Data entries:
BEGIN

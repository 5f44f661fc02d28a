//! Number literal lexing.
//!
//! Lox numbers are decimal: a run of ASCII digits with an optional fraction.
//! There are no signs, exponents or radix prefixes. Every number is a double.

use crate::error::LexError;
use crate::token::Token;
use crate::unicode::continues_identifier;
use crate::Lexer;

impl<'a> Lexer<'a> {
    /// Lexes a number literal starting at an ASCII digit.
    ///
    /// The `.` joins the number only when a digit follows it, so `12.` is a
    /// number and a dot. A run that keeps going after the number ends, like
    /// `1.2.3` or `123abc`, is consumed whole and reported as
    /// [`LexError::InvalidNumber`].
    pub fn lex_number(&mut self) -> Option<Token> {
        self.cursor.advance_while(|c| c.is_ascii_digit());

        if self.cursor.current_char() == '.' && self.cursor.lookahead().is_ascii_digit() {
            self.cursor.advance();
            self.cursor.advance_while(|c| c.is_ascii_digit());
        }

        if self.consume_malformed_tail() {
            self.report_error(LexError::InvalidNumber);
            return None;
        }

        let text = self.lexeme();
        match text.parse::<f64>() {
            Ok(value) if value.is_finite() => Some(Token::number(
                text,
                format_number_literal(value),
                self.cursor.line(),
            )),
            _ => {
                self.report_error(LexError::InvalidNumber);
                None
            }
        }
    }

    /// Consumes anything glued to the end of a number.
    ///
    /// Returns true if something was consumed.
    fn consume_malformed_tail(&mut self) -> bool {
        let start = self.cursor.position();
        loop {
            let c = self.cursor.current_char();
            if self.cursor.is_at_end() {
                break;
            }
            let dotted_digit = c == '.' && self.cursor.lookahead().is_ascii_digit();
            if dotted_digit || continues_identifier(c, &self.config) {
                self.cursor.advance();
            } else {
                break;
            }
        }
        self.cursor.position() != start
    }
}

/// Renders a parsed number the way it is printed in token output.
///
/// Integral values keep exactly one fractional digit. Everything else uses
/// the shortest digits that parse back to the same value, switching to
/// exponent form (`1e-07`, `1.2345675e+06`) when the decimal exponent is
/// below -4 or at least 6.
///
/// # Example
///
/// ```
/// use loxc_lex::format_number_literal;
///
/// assert_eq!(format_number_literal(1234.0), "1234.0");
/// assert_eq!(format_number_literal(3.14), "3.14");
/// assert_eq!(format_number_literal(0.0000001), "1e-07");
/// ```
pub fn format_number_literal(value: f64) -> String {
    if value.fract() == 0.0 {
        return format!("{:.1}", value);
    }

    // `{:e}` gives the shortest round-trip digits as `d.ddde<exp>`
    let scientific = format!("{:e}", value);
    let Some((mantissa, exponent)) = scientific.split_once('e') else {
        return value.to_string();
    };
    let Ok(exponent) = exponent.parse::<i32>() else {
        return value.to_string();
    };

    if exponent < MIN_PLAIN_EXPONENT || exponent >= MAX_PLAIN_EXPONENT {
        let sign = if exponent < 0 { '-' } else { '+' };
        format!("{}e{}{:02}", mantissa, sign, exponent.unsigned_abs())
    } else {
        value.to_string()
    }
}

/// Smallest decimal exponent printed without exponent notation.
const MIN_PLAIN_EXPONENT: i32 = -4;

/// Decimal exponents from here up are printed in exponent notation.
const MAX_PLAIN_EXPONENT: i32 = 6;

END

TRY IT: Produce an exact copy of the lines from the one containing "in exponent notation." through the final line of the data, both ends included, and only those.

REPLY TO THE TASK:
/// Decimal exponents from here up are printed in exponent notation.
const MAX_PLAIN_EXPONENT: i32 = 6;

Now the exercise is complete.